Le 21 novembre, les canuts et leurs compagnons manifestent dans la ville basse. L'armée met Lyon en état de défense : indignés, les ouvriers se préparent à l'insurrection. Le drapeau noir, portant l'inscription : "Vivre en travaillant ou mourir en combattant", flotte sur la colline de la Croix Rousse. Les insurgés enlèvent deux pièces de canon et ouvrent le feu. Le lendemain, rejoints par une partie de la Garde Nationale, des habitants des faubourgs et des sympathisants républicains et socialistes, ils se rendent maîtres de la ville, que les autorités ont dû se résigner à abandonner.
Informés par télégraphe, Louis Philippe et le Président du Conseil Casimir Perier dépêchent la troupe de toute urgence. Le 3 décembre, pas moins de 20 000 hommes commandés par le maréchal Soult, ministre de la Guerre, et le duc d'Orléans, le fils aîné du roi, font leur entrée à Lyon sans se heurter à une résistance sérieuse.

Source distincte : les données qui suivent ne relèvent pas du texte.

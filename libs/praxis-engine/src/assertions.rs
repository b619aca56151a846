//! Assertion Runner - judges a mounted view against a test script
//!
//! **Core Responsibility:**
//! Execute an exercise's `expect(...)` script against the `MountedView`
//! an attempt produced and collect structured failures.
//!
//! **Critical Properties:**
//! - Knows nothing about the sandbox or how the view was produced
//! - Every assertion runs; failures are collected, never thrown
//! - A malformed line is a failure with a generic diagnostic, not a
//!   grader error - a broken script reflects the exercise, and the
//!   learner still deserves a verdict
//! - Deterministic: the same script against equal views yields equal
//!   failure lists
//!
//! Script shape, one assertion per line:
//!
//! ```text
//! // probes: text("tag"), count("tag"), exists("tag"), attr("tag", "name")
//! expect(text("h1")).toBe("Hello, Praxis!")
//! expect(count("p")).toBe(1)
//! expect(exists("h1")).toBeTruthy()
//! expect(attr("p", "class")).toContain("intro")
//! ```

use crate::dom::MountedView;
use praxis_common::types::AssertionFailure;
use std::fmt;

/// Run every assertion in the script and collect the failures
///
/// An empty result means the attempt passed the script.
pub fn run(script: &str, view: &MountedView) -> Vec<AssertionFailure> {
    let mut failures = Vec::new();

    for line in script.lines() {
        let line = line.trim();
        if line.is_empty() || line.starts_with("//") {
            continue;
        }

        match parse_assertion(line) {
            Ok(assertion) => {
                if let Some(failure) = assertion.check(line, view) {
                    failures.push(failure);
                }
            }
            Err(reason) => failures.push(AssertionFailure {
                expression: line.to_string(),
                expected: "a valid assertion".to_string(),
                actual: reason,
            }),
        }
    }

    failures
}

// ---------------------------------------------------------------------
// Script model
// ---------------------------------------------------------------------

#[derive(Debug, Clone, PartialEq)]
enum Probe {
    Text(String),
    Count(String),
    Exists(String),
    Attr(String, String),
}

#[derive(Debug, Clone, PartialEq)]
enum Matcher {
    ToBe(Lit),
    ToContain(String),
    ToBeTruthy,
    ToExist,
}

#[derive(Debug, Clone, PartialEq)]
enum Lit {
    Str(String),
    Int(i64),
    Bool(bool),
}

impl fmt::Display for Lit {
    fn fmt(&self, f: &mut fmt::Formatter<'_>) -> fmt::Result {
        match self {
            Lit::Str(s) => write!(f, "\"{}\"", s),
            Lit::Int(n) => write!(f, "{}", n),
            Lit::Bool(b) => write!(f, "{}", b),
        }
    }
}

/// What a probe observed on the view
#[derive(Debug, Clone, PartialEq)]
enum Observed {
    Str(String),
    Int(i64),
    Bool(bool),
    /// The probed element or attribute does not exist
    Missing,
}

impl fmt::Display for Observed {
    fn fmt(&self, f: &mut fmt::Formatter<'_>) -> fmt::Result {
        match self {
            Observed::Str(s) => write!(f, "\"{}\"", s),
            Observed::Int(n) => write!(f, "{}", n),
            Observed::Bool(b) => write!(f, "{}", b),
            Observed::Missing => write!(f, "(missing)"),
        }
    }
}

impl Observed {
    fn equals(&self, lit: &Lit) -> bool {
        match (self, lit) {
            (Observed::Str(a), Lit::Str(b)) => a == b,
            (Observed::Int(a), Lit::Int(b)) => a == b,
            (Observed::Bool(a), Lit::Bool(b)) => a == b,
            _ => false,
        }
    }

    fn truthy(&self) -> bool {
        match self {
            Observed::Str(s) => !s.is_empty(),
            Observed::Int(n) => *n != 0,
            Observed::Bool(b) => *b,
            Observed::Missing => false,
        }
    }
}

#[derive(Debug, Clone, PartialEq)]
struct Assertion {
    probe: Probe,
    matcher: Matcher,
}

impl Assertion {
    fn observe(&self, view: &MountedView) -> Observed {
        match &self.probe {
            Probe::Text(tag) => match view.text(tag) {
                Some(text) => Observed::Str(text),
                None => Observed::Missing,
            },
            Probe::Count(tag) => Observed::Int(view.count(tag) as i64),
            Probe::Exists(tag) => Observed::Bool(view.exists(tag)),
            Probe::Attr(tag, name) => match view.attr(tag, name) {
                Some(value) => Observed::Str(value),
                None => Observed::Missing,
            },
        }
    }

    /// `None` means the expectation held
    fn check(&self, expression: &str, view: &MountedView) -> Option<AssertionFailure> {
        let observed = self.observe(view);
        let (holds, expected) = match &self.matcher {
            Matcher::ToBe(lit) => (observed.equals(lit), lit.to_string()),
            Matcher::ToContain(needle) => {
                let holds = matches!(&observed, Observed::Str(s) if s.contains(needle));
                (holds, format!("a string containing \"{}\"", needle))
            }
            Matcher::ToBeTruthy => (observed.truthy(), "a truthy value".to_string()),
            Matcher::ToExist => {
                let holds = !matches!(observed, Observed::Missing | Observed::Bool(false));
                (holds, "a matching element".to_string())
            }
        };

        if holds {
            None
        } else {
            Some(AssertionFailure {
                expression: expression.to_string(),
                expected,
                actual: observed.to_string(),
            })
        }
    }
}

// ---------------------------------------------------------------------
// Line parser
// ---------------------------------------------------------------------

struct LineParser<'a> {
    chars: Vec<char>,
    pos: usize,
    line: &'a str,
}

impl<'a> LineParser<'a> {
    fn new(line: &'a str) -> Self {
        Self {
            chars: line.chars().collect(),
            pos: 0,
            line,
        }
    }

    fn skip_ws(&mut self) {
        while matches!(self.chars.get(self.pos), Some(c) if c.is_whitespace()) {
            self.pos += 1;
        }
    }

    fn eat(&mut self, c: char) -> bool {
        self.skip_ws();
        if self.chars.get(self.pos) == Some(&c) {
            self.pos += 1;
            true
        } else {
            false
        }
    }

    fn expect(&mut self, c: char) -> Result<(), String> {
        if self.eat(c) {
            Ok(())
        } else {
            Err(format!("expected `{}` in `{}`", c, self.line))
        }
    }

    fn ident(&mut self) -> Result<String, String> {
        self.skip_ws();
        let start = self.pos;
        while matches!(self.chars.get(self.pos), Some(c) if c.is_alphanumeric() || *c == '_') {
            self.pos += 1;
        }
        if self.pos == start {
            return Err(format!("expected a name in `{}`", self.line));
        }
        Ok(self.chars[start..self.pos].iter().collect())
    }

    fn string(&mut self) -> Result<String, String> {
        self.expect('"')?;
        let mut out = String::new();
        loop {
            match self.chars.get(self.pos) {
                Some('"') => {
                    self.pos += 1;
                    return Ok(out);
                }
                Some('\\') => {
                    self.pos += 1;
                    match self.chars.get(self.pos) {
                        Some('"') => out.push('"'),
                        Some('\\') => out.push('\\'),
                        Some('n') => out.push('\n'),
                        Some('t') => out.push('\t'),
                        _ => return Err("bad escape in string".to_string()),
                    }
                    self.pos += 1;
                }
                Some(c) => {
                    out.push(*c);
                    self.pos += 1;
                }
                None => return Err("unterminated string".to_string()),
            }
        }
    }

    fn literal(&mut self) -> Result<Lit, String> {
        self.skip_ws();
        match self.chars.get(self.pos) {
            Some('"') => Ok(Lit::Str(self.string()?)),
            Some(c) if c.is_ascii_digit() || *c == '-' => {
                let start = self.pos;
                if *c == '-' {
                    self.pos += 1;
                }
                while matches!(self.chars.get(self.pos), Some(d) if d.is_ascii_digit()) {
                    self.pos += 1;
                }
                let digits: String = self.chars[start..self.pos].iter().collect();
                digits
                    .parse()
                    .map(Lit::Int)
                    .map_err(|_| format!("bad number `{}`", digits))
            }
            _ => {
                let word = self.ident()?;
                match word.as_str() {
                    "true" => Ok(Lit::Bool(true)),
                    "false" => Ok(Lit::Bool(false)),
                    other => Err(format!("expected a literal, found `{}`", other)),
                }
            }
        }
    }

    fn at_end(&mut self) -> bool {
        self.skip_ws();
        self.pos >= self.chars.len()
    }
}

fn parse_assertion(line: &str) -> Result<Assertion, String> {
    let mut p = LineParser::new(line);

    let head = p.ident()?;
    if head != "expect" {
        return Err(format!("an assertion must start with `expect`, found `{}`", head));
    }
    p.expect('(')?;

    let probe_name = p.ident()?;
    p.expect('(')?;
    let first_arg = p.string()?;
    let probe = match probe_name.as_str() {
        "text" => Probe::Text(first_arg),
        "count" => Probe::Count(first_arg),
        "exists" => Probe::Exists(first_arg),
        "attr" => {
            p.expect(',')?;
            let name = p.string()?;
            Probe::Attr(first_arg, name)
        }
        other => return Err(format!("unknown probe `{}`", other)),
    };
    p.expect(')')?; // close the probe call
    p.expect(')')?; // close expect(...)
    p.expect('.')?;

    let matcher_name = p.ident()?;
    p.expect('(')?;
    let matcher = match matcher_name.as_str() {
        "toBe" | "toEqual" => Matcher::ToBe(p.literal()?),
        "toContain" => Matcher::ToContain(p.string()?),
        "toBeTruthy" => Matcher::ToBeTruthy,
        "toExist" => Matcher::ToExist,
        other => return Err(format!("unknown matcher `{}`", other)),
    };
    p.expect(')')?;

    if !p.at_end() {
        return Err(format!("unexpected trailing input in `{}`", line));
    }

    Ok(Assertion { probe, matcher })
}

La tentative de médiation du préfet Bouvier Dumolard se révèle inutile. D'autant que cette initiative est désavouée par le Gouvernement. Le 5 décembre, l'ordre est rétabli et la ville est occupée par les soldats. Quant aux canuts, ils n'ont rien obtenu : aucune de leurs revendications n'a été prise en considération...
Cette concession malheureuse à un patronat las du désordre et réclamant un Gouvernement énergique va accélérer la prise de conscience politique du monde ouvrier. Le prolétariat naissant qui, jusque-là, s'est plus préoccupé de survivre que de comparer les différentes conceptions de l'art de bien gouverner, va désormais fournir des recrues en nombre à l'opposition républicaine et socialiste.